Jesus Paid It All Chorus:
Jesus paid it all, d
All to Him I owe;
Sin had left a crimson stain,
He washed it white as snow.
We are forgiven!!!!! Shout it with me.
2. We are to forgive.
We are forgiven; we are to forgive.
v. 28 — The seven who had been forgiven so much by the king left the king’s presence and found a man that owed him money. The amount owed was a 100 denarii. That would be the equivalent of about 3 months wages today. Three months wages is nothing compared to the millions or billions that the guy owed the king.
We would expect the guy to show mercy, to forgive the debt owed him. But that not what happens. (v. 30) He refused to forgive.
Application: We have been forgiven so much. How often to we refuse to forgive? When someone hurts us or wrong us, our hurt turns to anger. We become more and more bitter. We seek revenge or retaliation.
Illustration: Chicago Cubs outfielder Andre Dawson paid a $1000 fine for disputing a strike called by umpire Joe West. On the memo line of his check Dawson wrote: "Donation for the blind."

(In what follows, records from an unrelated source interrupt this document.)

impl EntityConfig {
    pub fn new(resource: &str) -> Self {
        Self {
            resource: resource.trim_matches('/').to_string(),
            id_field: default_id_field(),
            filterable: BTreeSet::new(),
            sortable: BTreeSet::new(),
            default_sort: None,
            default_order: SortDirection::Asc,
            page_size: default_page_size(),
            data_key: None,
            page_param: default_page_param(),
            page_size_param: default_page_size_param(),
            sort_param: default_sort_param(),
            order_param: default_order_param(),
        }
    }

    pub fn filterable(mut self, fields: &[&str]) -> Self {
        self.filterable = fields.iter().map(|f| f.to_string()).collect();
        self
    }

    pub fn sortable(mut self, fields: &[&str]) -> Self {
        self.sortable = fields.iter().map(|f| f.to_string()).collect();
        self
    }

    pub fn with_default_sort(mut self, field: &str, order: SortDirection) -> Self {
        self.default_sort = Some(field.to_string());
        self.default_order = order;
        self
    }

    pub fn with_data_key(mut self, key: &str) -> Self {
        self.data_key = Some(key.to_string());
        self
    }

    pub fn with_page_size(mut self, page_size: usize) -> Self {
        self.page_size = page_size;
        self
    }

    pub fn with_id_field(mut self, field: &str) -> Self {
        self.id_field = field.to_string();
        self
    }
}

/// Options for `list` and `paginate`.
///
/// Filters live in a `BTreeMap` so identical inputs always translate to
/// structurally identical query parameters.
#[derive(Debug, Clone, Default)]
pub struct ListOptions {
    pub filters: BTreeMap<String, String>,
    pub sort: Option<String>,
    pub order: Option<SortDirection>,
    pub page: Option<usize>,
    pub page_size: Option<usize>,
}

impl ListOptions {
    pub fn new() -> Self {
        Self::default()
    }

    pub fn filter(mut self, field: &str, value: impl ToString) -> Self {
        self.filters.insert(field.to_string(), value.to_string());
        self
    }

    pub fn sort(mut self, field: &str, order: SortDirection) -> Self {
        self.sort = Some(field.to_string());
        self.order = Some(order);
        self
    }

    pub fn page(mut self, page: usize) -> Self {
        self.page = Some(page);
        self
    }

    pub fn page_size(mut self, page_size: usize) -> Self {
        self.page_size = Some(page_size);
        self
    }
}

/// A typed binding between entity metadata and a client.
pub struct Entity<'a, T: Transport> {
    client: &'a ApiClient<T>,
    config: EntityConfig,
}

impl<'a, T: Transport> Entity<'a, T> {
    pub fn new(client: &'a ApiClient<T>, config: EntityConfig) -> Self {
        Self { client, config }
    }

    pub fn config(&self) -> &EntityConfig {
        &self.config
    }

    /// List one page of the resource. Filter and sort keys are checked
    /// against the declared field sets before any request goes out.
    pub fn list(&self, options: &ListOptions) -> Result<Response> {
        let params = self.list_params(options)?;
        Ok(self.client.get(&self.config.resource, &params))
    }

    pub fn get(&self, id: &str) -> Response {
        self.client.get(&format!("{}/{}", self.config.resource, id), &[])
    }

    pub fn create(&self, body: Value) -> Response {
        self.client.post(&self.config.resource, body)
    }

    pub fn update(&self, id: &str, body: Value) -> Response {
        self.client
            .put(&format!("{}/{}", self.config.resource, id), body)
    }

    pub fn delete(&self, id: &str) -> Response {
        self.client.delete(&format!("{}/{}", self.config.resource, id))
    }

    /// Issue a resource-specific verb against `<resource>/<id>/<action>`.
    ///
    /// Returns the envelope; call sites that need a bare value convert it
    /// with `Response::into_result`.
    pub fn custom_action(
        &self,
        id: &str,
        action: &str,
        method: Method,
        body: Option<Value>,
    ) -> Response {
        let endpoint = format!("{}/{}/{}", self.config.resource, id, action);
        self.client.request(method, &endpoint, &[], body)
    }

    /// Lazily iterate every item of the resource, page by page.
    ///
    /// `max_pages` caps how many pages will be fetched; `None` means
    /// iterate until exhaustion.
    pub fn paginate(
        &self,
        options: &ListOptions,
        max_pages: Option<usize>,
    ) -> Result<Paginate<'a, T>> {
        self.validate(options)?;
        let page_size = options.page_size.unwrap_or(self.config.page_size);

        let mut params = self.base_params(options);
        params.push((self.config.page_size_param.clone(), page_size.to_string()));

        Ok(Paginate::new(
            self.client,
            self.config.resource.clone(),
            params,
            self.config.page_param.clone(),
            page_size,
            self.config.data_key.clone(),
            max_pages,
        ))
    }

    /// Convert a raw value into a typed record.
    pub fn to_model<M: DeserializeOwned>(&self, raw: Value) -> Result<M> {
        to_model(raw)
    }

    fn validate(&self, options: &ListOptions) -> Result<()> {
        if !self.config.filterable.is_empty() {
            for field in options.filters.keys() {
                if !self.config.filterable.contains(field) {
                    return Err(RapiError::Validation(format!(
                        "Field `{}` is not filterable on `{}` (allowed: {})",
                        field,
                        self.config.resource,
                        join(&self.config.filterable)
                    )));
                }
            }
        }
        if let Some(field) = &options.sort {
            if !self.config.sortable.is_empty() && !self.config.sortable.contains(field) {
                return Err(RapiError::Validation(format!(
                    "Field `{}` is not sortable on `{}` (allowed: {})",
                    field,
                    self.config.resource,
                    join(&self.config.sortable)
                )));
            }
        }
        Ok(())
    }

    /// Filters and sort translated to query parameters, without paging.
    fn base_params(&self, options: &ListOptions) -> Vec<(String, String)> {
        let mut params: Vec<(String, String)> = options
            .filters
            .iter()
            .map(|(k, v)| (k.clone(), v.clone()))
            .collect();

        let sort = options.sort.clone().or_else(|| self.config.default_sort.clone());
        if let Some(field) = sort {
            let order = options.order.unwrap_or(self.config.default_order);
            params.push((self.config.sort_param.clone(), field));
            params.push((self.config.order_param.clone(), order.to_string()));
        }

        params
    }

    fn list_params(&self, options: &ListOptions) -> Result<Vec<(String, String)>> {
        self.validate(options)?;
        let mut params = self.base_params(options);
        if let Some(page) = options.page {
            params.push((self.config.page_param.clone(), page.to_string()));
        }
        if let Some(page_size) = options.page_size {
            params.push((self.config.page_size_param.clone(), page_size.to_string()));
        }
        Ok(params)
    }
}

Most of you have heard of an evangelist named Dwight L. Moody. Dwight L. Moody was the counterpart of Billy Graham today. He was America's best-known evangelist. And, God gave Moody a great insight into The Word of God and into human nature. Dwight L. Moody said, "There's one sin, one failure, that's doing more to hold back the power of God in revival in the lives and hearts of Christians more than any other sin”. Do you know what he said it was?”"He said it was the sin of an unforgiving spirit. Z,
v. 35 — The point of this parable is to forgive.

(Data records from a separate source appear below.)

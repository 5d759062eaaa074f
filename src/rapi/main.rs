use clap::Parser;
use colored::*;
use rapi::client::ApiClient;
use rapi::entity::{ListOptions, SortDirection};
use rapi::error::{RapiError, Result};
use rapi::profile::{config_dir, ProfileStore};
use rapi::transport::http::HttpTransport;
use rapi::transport::Method;
use serde_json::Value;

mod args;
use args::{Cli, Commands};

fn main() {
    if let Err(e) = run() {
        eprintln!("{} {}", "Error:".red(), e);
        std::process::exit(1);
    }
}

struct AppContext {
    client: ApiClient<HttpTransport>,
    store: ProfileStore,
    verbose: bool,
}

fn run() -> Result<()> {
    let cli = Cli::parse();

    // Config management works without a reachable API.
    if let Commands::Config { key, value } = &cli.command {
        return handle_config(cli.profile.as_deref(), key.clone(), value.clone());
    }

    let ctx = init_context(&cli)?;

    match cli.command {
        Commands::List {
            resource,
            filters,
            sort,
            desc,
            page,
            page_size,
            all,
            max_pages,
        } => handle_list(
            &ctx, &resource, &filters, sort, desc, page, page_size, all, max_pages,
        ),
        Commands::Get { resource, id } => handle_get(&ctx, &resource, &id),
        Commands::Create { resource, data } => handle_create(&ctx, &resource, &data),
        Commands::Update { resource, id, data } => handle_update(&ctx, &resource, &id, &data),
        Commands::Delete { resource, id } => handle_delete(&ctx, &resource, &id),
        Commands::Action {
            resource,
            id,
            action,
            method,
            data,
        } => handle_action(&ctx, &resource, &id, &action, &method, data.as_deref()),
        Commands::Ping => handle_ping(&ctx),
        Commands::Config { .. } => unreachable!("handled above"),
    }
}

fn init_context(cli: &Cli) -> Result<AppContext> {
    let store = ProfileStore::load(config_dir()?)?;
    let mut profile = store.resolve(cli.profile.as_deref())?;

    // Explicit flags win over environment and file.
    if let Some(url) = &cli.url {
        profile.url = url.trim_end_matches('/').to_string();
    }
    if let Some(username) = &cli.username {
        profile.username = Some(username.clone());
    }
    if let Some(password) = &cli.password {
        profile.password = Some(password.clone());
    }

    let verbose = cli.verbose || profile.debug;
    let client = ApiClient::from_settings(&profile)?;

    Ok(AppContext {
        client,
        store,
        verbose,
    })
}

#[allow(clippy::too_many_arguments)]
fn handle_list(
    ctx: &AppContext,
    resource: &str,
    filters: &[String],
    sort: Option<String>,
    desc: bool,
    page: Option<usize>,
    page_size: Option<usize>,
    all: bool,
    max_pages: Option<usize>,
) -> Result<()> {
    let options = build_options(filters, sort, desc, page, page_size)?;
    let entity = ctx.client.entity(ctx.store.entity(resource));

    if all {
        trace(ctx, &format!("GET {} (paginated)", resource));
        let mut count: usize = 0;
        for item in entity.paginate(&options, max_pages)? {
            print_value(&item?);
            count += 1;
        }
        eprintln!("{}", format!("{} items", count).dimmed());
        return Ok(());
    }

    trace(ctx, &format!("GET {}", resource));
    let response = entity.list(&options)?;
    if let Some(data) = response.into_result()? {
        print_value(&data);
    }
    Ok(())
}

fn handle_get(ctx: &AppContext, resource: &str, id: &str) -> Result<()> {
    trace(ctx, &format!("GET {}/{}", resource, id));
    let entity = ctx.client.entity(ctx.store.entity(resource));
    if let Some(data) = entity.get(id).into_result()? {
        print_value(&data);
    }
    Ok(())
}

fn handle_create(ctx: &AppContext, resource: &str, data: &str) -> Result<()> {
    let body = parse_json(data)?;
    trace(ctx, &format!("POST {}", resource));
    let entity = ctx.client.entity(ctx.store.entity(resource));
    if let Some(data) = entity.create(body).into_result()? {
        print_value(&data);
    }
    println!("{}", format!("Created {}", singular(resource)).green());
    Ok(())
}

fn handle_update(ctx: &AppContext, resource: &str, id: &str, data: &str) -> Result<()> {
    let body = parse_json(data)?;
    trace(ctx, &format!("PUT {}/{}", resource, id));
    let entity = ctx.client.entity(ctx.store.entity(resource));
    if let Some(data) = entity.update(id, body).into_result()? {
        print_value(&data);
    }
    println!("{}", format!("Updated {} {}", singular(resource), id).green());
    Ok(())
}

fn handle_delete(ctx: &AppContext, resource: &str, id: &str) -> Result<()> {
    trace(ctx, &format!("DELETE {}/{}", resource, id));
    let entity = ctx.client.entity(ctx.store.entity(resource));
    entity.delete(id).into_result()?;
    println!("{}", format!("Deleted {} {}", singular(resource), id).green());
    Ok(())
}

fn handle_action(
    ctx: &AppContext,
    resource: &str,
    id: &str,
    action: &str,
    method: &str,
    data: Option<&str>,
) -> Result<()> {
    let method: Method = method.parse()?;
    let body = data.map(parse_json).transpose()?;
    trace(ctx, &format!("{} {}/{}/{}", method, resource, id, action));

    let entity = ctx.client.entity(ctx.store.entity(resource));
    if let Some(data) = entity.custom_action(id, action, method, body).into_result()? {
        print_value(&data);
    }
    println!("{}", format!("{} {} {}: ok", action, singular(resource), id).green());
    Ok(())
}

fn handle_ping(ctx: &AppContext) -> Result<()> {
    trace(ctx, &format!("GET {}", ctx.client.base_url()));
    let response = ctx.client.get("", &[]);
    let status = response.status_code;
    response.into_result()?;
    println!("{}", format!("OK ({})", status).green());
    Ok(())
}

const PROFILE_KEYS: [&str; 7] = [
    "url",
    "username",
    "password",
    "timeout",
    "debug",
    "max-retries",
    "backoff",
];

fn handle_config(profile: Option<&str>, key: Option<String>, value: Option<String>) -> Result<()> {
    let dir = config_dir()?;
    let mut store = ProfileStore::load(&dir)?;
    let name = profile.unwrap_or("default");

    match (key, value) {
        (None, _) => {
            let profile = store.profile(name).cloned().unwrap_or_default();
            for key in PROFILE_KEYS {
                println!("{} = {}", key, display_value(&profile, key));
            }
            Ok(())
        }
        (Some(key), None) => {
            let profile = store.profile(name).cloned().unwrap_or_default();
            if profile.get(&key).is_none() && !PROFILE_KEYS.contains(&key.as_str()) {
                return Err(RapiError::Config(format!("Unknown config key: {}", key)));
            }
            println!("{} = {}", key, display_value(&profile, &key));
            Ok(())
        }
        (Some(key), Some(value)) => {
            store.profile_mut(name).set(&key, &value)?;
            store.save(&dir)?;
            println!("{}", format!("Set {} on profile {}", key, name).green());
            Ok(())
        }
    }
}

/// Render a profile value for display. Passwords are never echoed.
fn display_value(profile: &rapi::Profile, key: &str) -> String {
    if key == "password" {
        return if profile.password.is_some() {
            "********".to_string()
        } else {
            "(unset)".to_string()
        };
    }
    match profile.get(key) {
        Some(value) if !value.is_empty() => value,
        _ => "(unset)".to_string(),
    }
}

fn build_options(
    filters: &[String],
    sort: Option<String>,
    desc: bool,
    page: Option<usize>,
    page_size: Option<usize>,
) -> Result<ListOptions> {
    let mut options = ListOptions::new();
    for raw in filters {
        let (key, value) = raw.split_once('=').ok_or_else(|| {
            RapiError::Validation(format!("Invalid filter `{}` (expected key=value)", raw))
        })?;
        options.filters.insert(key.to_string(), value.to_string());
    }
    options.sort = sort;
    if desc {
        options.order = Some(SortDirection::Desc);
    }
    options.page = page;
    options.page_size = page_size;
    Ok(options)
}

fn parse_json(data: &str) -> Result<Value> {
    serde_json::from_str(data)
        .map_err(|e| RapiError::Validation(format!("Invalid JSON body: {}", e)))
}

fn print_value(value: &Value) {
    match serde_json::to_string_pretty(value) {
        Ok(pretty) => println!("{}", pretty),
        Err(_) => println!("{}", value),
    }
}

fn trace(ctx: &AppContext, line: &str) {
    if ctx.verbose {
        eprintln!("{}", line.dimmed());
    }
}

/// "users 7" reads better as "user 7" in status messages.
fn singular(resource: &str) -> &str {
    resource.strip_suffix('s').unwrap_or(resource)
}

(NKJV) And be kind to one another, tenderhearted, forgiving one another, even as God in Christ forgave you.
We have been forgiven; we are to forgive. Forgiveness is a huge part of our identity in Christ.

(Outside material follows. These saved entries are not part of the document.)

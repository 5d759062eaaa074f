//! Pagination behavior against the mock transport.
//!
//! Every test asserts both on the yielded items and on the requests the
//! transport actually executed, so termination bugs (an extra page fetch,
//! a missing one) show up directly.

use rapi::client::ApiClient;
use rapi::entity::{EntityConfig, ListOptions};
use rapi::error::RapiError;
use rapi::transport::memory::MockTransport;
use serde_json::{json, Value};

fn client(transport: MockTransport) -> ApiClient<MockTransport> {
    ApiClient::new(transport, "http://api.test")
}

fn page_of(ids: &[u64]) -> String {
    let items: Vec<Value> = ids.iter().map(|id| json!({"id": id})).collect();
    Value::Array(items).to_string()
}

/// Query value for a given key on the nth executed request.
fn query_param(transport: &MockTransport, request: usize, key: &str) -> Option<String> {
    transport.requests()[request]
        .query
        .iter()
        .find(|(k, _)| k == key)
        .map(|(_, v)| v.clone())
}

#[test]
fn five_items_at_page_size_two_takes_three_requests() {
    let transport = MockTransport::new();
    transport.push_response(200, &page_of(&[1, 2]));
    transport.push_response(200, &page_of(&[3, 4]));
    transport.push_response(200, &page_of(&[5]));

    let client = client(transport);
    let entity = client.entity(EntityConfig::new("users").with_page_size(2));

    let items: Vec<Value> = entity
        .paginate(&ListOptions::new(), None)
        .unwrap()
        .collect::<Result<_, _>>()
        .unwrap();

    let ids: Vec<u64> = items.iter().map(|v| v["id"].as_u64().unwrap()).collect();
    assert_eq!(ids, vec![1, 2, 3, 4, 5]);

    // The short third page terminates iteration: no fourth request.
    let transport = client.transport();
    assert_eq!(transport.request_count(), 3);
    for (i, expected) in ["1", "2", "3"].iter().enumerate() {
        assert_eq!(query_param(transport, i, "page").as_deref(), Some(*expected));
        assert_eq!(query_param(transport, i, "page_size").as_deref(), Some("2"));
    }
}

#[test]
fn exact_multiple_requires_one_empty_page_to_terminate() {
    let transport = MockTransport::new();
    transport.push_response(200, &page_of(&[1, 2]));
    transport.push_response(200, &page_of(&[3, 4]));
    transport.push_response(200, "[]");

    let client = client(transport);
    let entity = client.entity(EntityConfig::new("users").with_page_size(2));

    let items: Vec<Value> = entity
        .paginate(&ListOptions::new(), None)
        .unwrap()
        .collect::<Result<_, _>>()
        .unwrap();

    assert_eq!(items.len(), 4);
    assert_eq!(client.transport().request_count(), 3);
}

#[test]
fn max_pages_caps_requests_even_with_more_data() {
    let transport = MockTransport::new();
    transport.push_response(200, &page_of(&[1, 2]));
    transport.push_response(200, &page_of(&[3, 4]));
    // A third full page exists but must never be requested.
    transport.push_response(200, &page_of(&[5, 6]));

    let client = client(transport);
    let entity = client.entity(EntityConfig::new("users").with_page_size(2));

    let items: Vec<Value> = entity
        .paginate(&ListOptions::new(), Some(2))
        .unwrap()
        .collect::<Result<_, _>>()
        .unwrap();

    assert_eq!(items.len(), 4);
    assert_eq!(client.transport().request_count(), 2);
}

#[test]
fn empty_first_page_yields_nothing() {
    let transport = MockTransport::new();
    transport.push_response(200, "[]");

    let client = client(transport);
    let entity = client.entity(EntityConfig::new("users"));

    let mut pager = entity.paginate(&ListOptions::new(), None).unwrap();
    assert!(pager.next().is_none());
    assert_eq!(client.transport().request_count(), 1);
}

#[test]
fn items_nested_under_data_key() {
    let transport = MockTransport::new();
    transport.push_response(200, r#"{"data": [{"id": 1}], "total": 1}"#);

    let client = client(transport);
    let entity = client.entity(EntityConfig::new("users").with_data_key("data").with_page_size(5));

    let items: Vec<Value> = entity
        .paginate(&ListOptions::new(), None)
        .unwrap()
        .collect::<Result<_, _>>()
        .unwrap();

    assert_eq!(items.len(), 1);
    assert_eq!(items[0]["id"], 1);
}

#[test]
fn missing_data_key_fails_naming_the_key() {
    let transport = MockTransport::new();
    transport.push_response(200, r#"{"items": [{"id": 1}]}"#);

    let client = client(transport);
    let entity = client.entity(EntityConfig::new("users").with_data_key("data"));

    let mut pager = entity.paginate(&ListOptions::new(), None).unwrap();
    let err = pager.next().unwrap().unwrap_err();
    assert!(matches!(err, RapiError::Pagination(_)));
    assert!(err.to_string().contains("`data`"));

    // Zero items and the iterator is fused.
    assert!(pager.next().is_none());
    assert_eq!(client.transport().request_count(), 1);
}

#[test]
fn non_list_body_without_data_key_fails() {
    let transport = MockTransport::new();
    transport.push_response(200, r#"{"id": 1}"#);

    let client = client(transport);
    let entity = client.entity(EntityConfig::new("users"));

    let mut pager = entity.paginate(&ListOptions::new(), None).unwrap();
    let err = pager.next().unwrap().unwrap_err();
    assert!(err.to_string().contains("not a list"));
    assert!(pager.next().is_none());
}

#[test]
fn failed_response_stops_pagination_with_the_server_message() {
    let transport = MockTransport::new();
    transport.push_response(200, &page_of(&[1, 2]));
    transport.push_response(500, r#"{"error": "database on fire"}"#);

    let client = client(transport);
    let entity = client.entity(EntityConfig::new("users").with_page_size(2));

    let mut pager = entity.paginate(&ListOptions::new(), None).unwrap();
    assert!(pager.next().unwrap().is_ok());
    assert!(pager.next().unwrap().is_ok());

    let err = pager.next().unwrap().unwrap_err();
    assert!(matches!(err, RapiError::Pagination(_)));
    assert!(err.to_string().contains("database on fire"));
    assert!(err.to_string().contains("page 2"));

    assert!(pager.next().is_none());
    assert_eq!(client.transport().request_count(), 2);
}

#[test]
fn filters_rejected_before_any_page_is_fetched() {
    let transport = MockTransport::new();
    let client = client(transport);
    let entity = client.entity(EntityConfig::new("users").filterable(&["name"]));

    let options = ListOptions::new().filter("age", "30");
    let err = entity.paginate(&options, None).map(|_| ()).unwrap_err();
    assert!(matches!(err, RapiError::Validation(_)));
    assert_eq!(client.transport().request_count(), 0);
}

#[test]
fn filters_and_sort_carry_into_every_page_request() {
    let transport = MockTransport::new();
    transport.push_response(200, &page_of(&[1, 2]));
    transport.push_response(200, &page_of(&[3]));

    let client = client(transport);
    let entity = client.entity(
        EntityConfig::new("users")
            .filterable(&["status"])
            .sortable(&["name"])
            .with_page_size(2),
    );

    let options = ListOptions::new()
        .filter("status", "active")
        .sort("name", rapi::SortDirection::Asc);
    let count = entity
        .paginate(&options, None)
        .unwrap()
        .filter(|item| item.is_ok())
        .count();
    assert_eq!(count, 3);

    let transport = client.transport();
    for i in 0..2 {
        assert_eq!(query_param(transport, i, "status").as_deref(), Some("active"));
        assert_eq!(query_param(transport, i, "sort").as_deref(), Some("name"));
        assert_eq!(query_param(transport, i, "order").as_deref(), Some("asc"));
    }
}

#[test]
fn typed_pagination_validates_each_record() {
    #[derive(Debug, serde::Deserialize)]
    struct User {
        id: u64,
    }

    let transport = MockTransport::new();
    transport.push_response(200, r#"[{"id": 1}, {"id": "not a number"}]"#);

    let client = client(transport);
    let entity = client.entity(EntityConfig::new("users").with_page_size(5));

    let mut pager = entity
        .paginate(&ListOptions::new(), None)
        .unwrap()
        .typed::<User>();

    assert_eq!(pager.next().unwrap().unwrap().id, 1);
    let err = pager.next().unwrap().unwrap_err();
    assert!(matches!(err, RapiError::Validation(_)));
}

#[test]
fn each_paginate_call_starts_fresh() {
    let transport = MockTransport::new();
    transport.push_response(200, &page_of(&[1]));
    transport.push_response(200, &page_of(&[1]));

    let client = client(transport);
    let entity = client.entity(EntityConfig::new("users").with_page_size(2));
    let options = ListOptions::new();

    let first: Vec<_> = entity.paginate(&options, None).unwrap().collect();
    let second: Vec<_> = entity.paginate(&options, None).unwrap().collect();
    assert_eq!(first.len(), second.len());

    let transport = client.transport();
    assert_eq!(query_param(transport, 0, "page").as_deref(), Some("1"));
    assert_eq!(query_param(transport, 1, "page").as_deref(), Some("1"));
}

Quote: Forgiveness reflects the highest human virtue, because it so clearly reflects the character of God. A person who forgives is a person who emulates godly character. Nothing so much demonstrates God’s love as His forgiveness.
When Jesus was hanging on the cross, listen to he prayed about those who had tortured him and nailed him to the cross.
(NKJV) Then Jesus said, “Father, forgive them, for they do not know what they do.”
Jesus’ pattern must become our practice. We have been forgiven; we must forgive.
Conclusion
I understand that forgiveness is not easy. It’s a process. Forgiveness is one of the hardest things we will ever have to do. It’s a matter of prayer. What did Jesus pray in the Model Prayer or Lord’s Prayer: Forgive our debts as we forgive our debtors. When we pray, God enables us to forgive.
Corrie Ten Boom is a woman whose testimony we've all heard. She hid the Jews in Holland from Hitler's storm troopers. As a result, she found herself in a Nazi concentration camp in Ravensbruck. Corrie Ten Boom and her sisters suffered unmentionable brutality, indignity, horrors, humiliation, and saw friends and loved ones die. But, by the grace of God, she was kept. A spirit of forgiveness was working in her heart.
In 1947, Corrie Ten Boom after the war was in West Germany. She was speaking on the subject of forgiveness, like I'm speaking on this morning. But, when she'd finished, there was a man in her audience who had been a prison guard in that concentration camp. The Spirit of God had convicted that man of his need for forgiveness. And, he came up to Corrie Ten Boom and when he approached, she looked at him. She remembered his face. It had been molded into her consciousness and riveted into her soul. That was the face of the one who had brutalized and humiliated and now he was coming with his hand extended asking for forgiveness. Corrie Ten Boom said, "I froze. I knew what I ought to do." But she said, "I knew I could not do it." She said, "It was like my hand was paralyzed. I could not reach out and take that man by the hand." She cried out to God and she said, "O God, I can't forgive him. But Lord, you can. Help me, God." By an act of her will she placed her hand in that man's hand. She said, "When I did that my body became warm and my spirit was filled with light as Almighty God did in her, through her, and for her what humanly she could not do.”
When we pray about forgiveness, God enables us to forgive.